Eitan Tadmor of the University of Maryland is the recipient of the 2015 Peter Henrici Prize.
The prize is awarded to Tadmor for his original, broad, and fundamental contributions to the applied and numerical analysis of nonlinear partial differential equations and their applications in areas such as fluid dynamics, image processing, and social dynamics.
Eitan Tadmor's scientific achievements have had a significant impact on the theory and computational methods for nonlinear hyperbolic PDEs, including the kinetic formulation of conservation laws, the design of non-oscillatory central schemes, entropy stable schemes, edge detection, and spectral viscosity methods.
Tadmor is a Distinguished University Professor at the University of Maryland (UMD) at College Park and, since 2002, Director of the university's Center for Scientific Computation and Mathematical Modeling (CSCAMM).

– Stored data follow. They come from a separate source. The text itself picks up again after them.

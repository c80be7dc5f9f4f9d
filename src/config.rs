//! Startup configuration, read from the environment (and `.env`, if present).

use std::{num::NonZeroU64, ops::RangeInclusive, str::FromStr};

use chrono::Duration;
use thiserror::Error;
use tracing::{debug, warn};

use crate::{
	leveling::{DEFAULT_COOLDOWN_SECONDS, DEFAULT_STEP},
	recency_cache::{CacheError, Capacity},
};

const TOKEN_FILE: &str = "./discord_token.txt";
const DEFAULT_DATABASE_URL: &str = "sqlite://./data/db.db";
const DEFAULT_CACHE_SIZE: i64 = 1000;

#[derive(Error, Debug)]
pub enum ConfigError {
	#[error("no Discord token: set DISCORD_TOKEN or put one in ./discord_token.txt")]
	MissingToken,
	#[error("{name} has invalid value {value:?}")]
	Invalid { name: &'static str, value: String },
	#[error("XP_PER_MESSAGE_MIN ({min}) is greater than XP_PER_MESSAGE_MAX ({max})")]
	EmptyXpRange { min: u64, max: u64 },
	#[error("CHATTER_CACHE_SIZE: {0}")]
	CacheSize(#[from] CacheError),
}

#[derive(Debug, Clone)]
pub struct Config {
	pub discord_token: String,
	pub database_url: String,
	pub xp_step: NonZeroU64,
	pub xp_cooldown: Duration,
	pub xp_per_message: RangeInclusive<u64>,
	pub chatter_cache_size: Capacity,
}

impl Config {
	pub fn from_env() -> Result<Self, ConfigError> {
		match dotenvy::dotenv() {
			Ok(path) => debug!("Loaded environment from {}", path.display()),
			Err(error) if error.not_found() => {}
			Err(error) => warn!("Could not load .env file: {error}"),
		}
		Self::from_lookup(|name| std::env::var(name).ok())
	}

	fn from_lookup(lookup: impl Fn(&str) -> Option<String>) -> Result<Self, ConfigError> {
		let discord_token = match lookup("DISCORD_TOKEN") {
			Some(token) => token,
			None => std::fs::read_to_string(TOKEN_FILE)
				.map_err(|_| ConfigError::MissingToken)?,
		}
		.trim()
		.to_string();
		if discord_token.is_empty() {
			return Err(ConfigError::MissingToken);
		}

		let database_url =
			lookup("DATABASE_URL").unwrap_or_else(|| String::from(DEFAULT_DATABASE_URL));
		let xp_step = parse_or(&lookup, "XP_STEP", DEFAULT_STEP)?;
		let cooldown_seconds: u32 = parse_or(
			&lookup,
			"XP_COOLDOWN_SECONDS",
			DEFAULT_COOLDOWN_SECONDS as u32,
		)?;
		let min = u64::from(parse_or::<u32>(&lookup, "XP_PER_MESSAGE_MIN", 1)?);
		let max = u64::from(parse_or::<u32>(&lookup, "XP_PER_MESSAGE_MAX", 3)?);
		if min > max {
			return Err(ConfigError::EmptyXpRange { min, max });
		}
		let cache_size: i64 = parse_or(&lookup, "CHATTER_CACHE_SIZE", DEFAULT_CACHE_SIZE)?;

		Ok(Self {
			discord_token,
			database_url,
			xp_step,
			xp_cooldown: Duration::seconds(i64::from(cooldown_seconds)),
			xp_per_message: min..=max,
			chatter_cache_size: Capacity::try_from(cache_size)?,
		})
	}
}

fn parse_or<T: FromStr>(
	lookup: &impl Fn(&str) -> Option<String>,
	name: &'static str,
	default: T,
) -> Result<T, ConfigError> {
	let Some(value) = lookup(name) else {
		return Ok(default);
	};
	let parsed = value.trim().parse();
	parsed.map_err(|_| ConfigError::Invalid { name, value })
}

#[cfg(test)]
mod tests {
	use std::collections::HashMap;

	use super::*;

	fn config_from(pairs: &[(&str, &str)]) -> Result<Config, ConfigError> {
		let env: HashMap<String, String> = pairs
			.iter()
			.map(|(name, value)| (name.to_string(), value.to_string()))
			.collect();
		Config::from_lookup(|name| env.get(name).cloned())
	}

	#[test]
	fn defaults() {
		let config = config_from(&[("DISCORD_TOKEN", " token\n")]).unwrap();
		assert_eq!(config.discord_token, "token");
		assert_eq!(config.database_url, DEFAULT_DATABASE_URL);
		assert_eq!(config.xp_step.get(), 5);
		assert_eq!(config.xp_cooldown, Duration::seconds(60));
		assert_eq!(config.xp_per_message, 1..=3);
		assert_eq!(config.chatter_cache_size.max_size(), 1000);
	}

	#[test]
	fn zero_cache_size_is_unbounded() {
		let config =
			config_from(&[("DISCORD_TOKEN", "token"), ("CHATTER_CACHE_SIZE", "0")]).unwrap();
		assert_eq!(config.chatter_cache_size, Capacity::Unbounded);
	}

	#[test]
	fn rejects_bad_values() {
		assert!(matches!(
			config_from(&[("DISCORD_TOKEN", "token"), ("CHATTER_CACHE_SIZE", "-3")]),
			Err(ConfigError::CacheSize(CacheError::InvalidCapacity(-3)))
		));
		assert!(matches!(
			config_from(&[("DISCORD_TOKEN", "token"), ("XP_STEP", "0")]),
			Err(ConfigError::Invalid { name: "XP_STEP", .. })
		));
		assert!(matches!(
			config_from(&[
				("DISCORD_TOKEN", "token"),
				("XP_PER_MESSAGE_MIN", "5"),
				("XP_PER_MESSAGE_MAX", "2"),
			]),
			Err(ConfigError::EmptyXpRange { min: 5, max: 2 })
		));
		assert!(matches!(
			config_from(&[
				("DISCORD_TOKEN", "token"),
				("XP_PER_MESSAGE_MAX", "9223372036854775808"),
			]),
			Err(ConfigError::Invalid {
				name: "XP_PER_MESSAGE_MAX",
				..
			})
		));
		assert!(matches!(
			config_from(&[("DISCORD_TOKEN", "  ")]),
			Err(ConfigError::MissingToken)
		));
	}
}
use serenity::all::Message;
use tracing::info;

use crate::{
	chatter::Chatter, context::Context, error::Result, user_settings::private::is_private,
};

/// Awards XP for a guild message and announces a level-up in the same channel.
pub async fn maybe_award_xp(context: Context<'_>, message: &Message) -> Result<()> {
	let Some(guild) = message.guild_id else {
		return Ok(());
	};
	let chatter = Chatter::new(guild, message.author.id);
	let Some(change) = context
		.tracker
		.on_message(context.database, chatter)
		.await?
	else {
		return Ok(());
	};
	if !change.leveled_up {
		return Ok(());
	}

	let level = context.tracker.curve().xp_to_level(change.new_xp);
	info!("{chatter} reached level {level}");
	if is_private(context.database, message.author.id).await? {
		return Ok(());
	}
	message
		.channel_id
		.say(
			context.http,
			format!("🎉 <@{}> reached level {level}!", message.author.id),
		)
		.await?;
	Ok(())
}
#[cfg(test)]
use std::sync::{
	atomic::{AtomicI64, Ordering},
	Arc,
};

use chrono::{DateTime, Utc};

/// Source of "now" for anything that timestamps entries.
pub trait Clock {
	fn now(&self) -> DateTime<Utc>;
}

#[derive(Clone, Copy, Default, Debug)]
pub struct SystemClock;

impl Clock for SystemClock {
	fn now(&self) -> DateTime<Utc> {
		Utc::now()
	}
}

/// A clock that only moves when told to. Clones share the same time.
///
/// Resolution is one second, which is all the database stores anyway.
#[cfg(test)]
#[derive(Clone, Debug)]
pub struct ManualClock {
	seconds: Arc<AtomicI64>,
}

#[cfg(test)]
impl ManualClock {
	pub fn at_timestamp(seconds: i64) -> Self {
		Self {
			seconds: Arc::new(AtomicI64::new(seconds)),
		}
	}
	pub fn set_timestamp(&self, seconds: i64) {
		self.seconds.store(seconds, Ordering::SeqCst);
	}
	pub fn advance(&self, by: chrono::Duration) {
		self.seconds.fetch_add(by.num_seconds(), Ordering::SeqCst);
	}
}

#[cfg(test)]
impl Clock for ManualClock {
	fn now(&self) -> DateTime<Utc> {
		timestamp_to_datetime(self.seconds.load(Ordering::SeqCst))
	}
}

/// Out of range timestamps clamp to the Unix epoch.
pub fn timestamp_to_datetime(seconds: i64) -> DateTime<Utc> {
	DateTime::from_timestamp(seconds, 0).unwrap_or_default()
}
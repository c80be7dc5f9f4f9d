use std::sync::Arc;

use serenity::{
	all::{CommandDataOption, CommandDataOptionValue, CommandInteraction, UserId},
	async_trait,
	builder::{CreateInteractionResponse, CreateInteractionResponseMessage},
	http::Http,
	Result as SerenityResult,
};

#[async_trait]
pub trait ReplyShortcuts {
	async fn reply<S>(&self, http: &Arc<Http>, content: S, ephemeral: bool) -> SerenityResult<()>
	where
		S: Into<String> + Send;
	async fn ephemeral_reply<S>(&self, http: &Arc<Http>, content: S) -> SerenityResult<()>
	where
		S: Into<String> + Send;
}

#[async_trait]
impl ReplyShortcuts for CommandInteraction {
	async fn reply<S>(&self, http: &Arc<Http>, content: S, ephemeral: bool) -> SerenityResult<()>
	where
		S: Into<String> + Send,
	{
		let message = CreateInteractionResponseMessage::new()
			.content(content)
			.ephemeral(ephemeral);
		self.create_response(http, CreateInteractionResponse::Message(message))
			.await
	}
	async fn ephemeral_reply<S>(&self, http: &Arc<Http>, content: S) -> SerenityResult<()>
	where
		S: Into<String> + Send,
	{
		self.reply(http, content, true).await
	}
}

/// The options of the subcommand that was invoked, along with its name.
pub fn subcommand(interaction: &CommandInteraction) -> Option<(&str, &[CommandDataOption])> {
	let option = interaction.data.options.first()?;
	match &option.value {
		CommandDataOptionValue::SubCommand(options) => Some((option.name.as_str(), options)),
		_ => None,
	}
}

pub fn find_option<'l>(
	options: &'l [CommandDataOption],
	name: &str,
) -> Option<&'l CommandDataOptionValue> {
	options
		.iter()
		.find(|option| option.name == name)
		.map(|option| &option.value)
}

pub fn user_option(options: &[CommandDataOption], name: &str) -> Option<UserId> {
	find_option(options, name).and_then(|value| value.as_user_id())
}

pub fn integer_option(options: &[CommandDataOption], name: &str) -> Option<i64> {
	find_option(options, name).and_then(|value| value.as_i64())
}

/// Whether the optional "show" choice was picked, meaning the reply should be public.
pub fn is_shown(options: &[CommandDataOption]) -> bool {
	find_option(options, "show").is_some()
}

/// "1 XP", "12 XP" but with thousands separators: "12,345 XP".
pub fn format_xp(xp: u64) -> String {
	let digits = xp.to_string();
	let mut output = String::with_capacity(digits.len() + digits.len() / 3 + 3);
	for (index, digit) in digits.chars().enumerate() {
		if index > 0 && (digits.len() - index) % 3 == 0 {
			output.push(',');
		}
		output.push(digit);
	}
	output.push_str(" XP");
	output
}

#[cfg(test)]
mod tests {
	use super::*;

	#[test]
	fn xp_formatting() {
		assert_eq!(format_xp(0), "0 XP");
		assert_eq!(format_xp(999), "999 XP");
		assert_eq!(format_xp(1000), "1,000 XP");
		assert_eq!(format_xp(1234567), "1,234,567 XP");
		assert_eq!(format_xp(u64::MAX), "18,446,744,073,709,551,615 XP");
	}
}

He received his Ph.D. in Mathematics from Tel Aviv University in 1979.
Tadmor is well known for his contributions to the theory and computation of PDEs with diverse applications to shock waves, kinetic transport, incompressible flows, image processing, and self-organized collective dynamics. He is a Fellow of the American Mathematical Society.
The Peter Henrici Prize winner receives a cash award of $5,000 and a framed, hand-calligraphed certificate. Tadmor will receive his award at the SIAM Prizes and Awards Luncheon, which will be held 12:00 to 1:30 p.m. on Thursday, August 13, at the 8th International Congress on Industrial and Applied Mathematics (ICIAM 2015) in Beijing, China, at the China National Convention Center.
He will deliver the associated prize lecture, "Mathematical aspects of collective dynamics: consensus, the emergence of leaders and social hydrodynamics," on Tuesday, August 11, at 7:00 - 8:00pm in Ballroom C of the convention center.
The Peter Henrici Prize is awarded every four years jointly by ETH Zürich and SIAM for original contributions to applied analysis and numerical analysis and/or for exposition appropriate for applied mathematics and scientific computing. The award is intended to recognize broad and extended contributions to these subjects, more than a single outstanding work.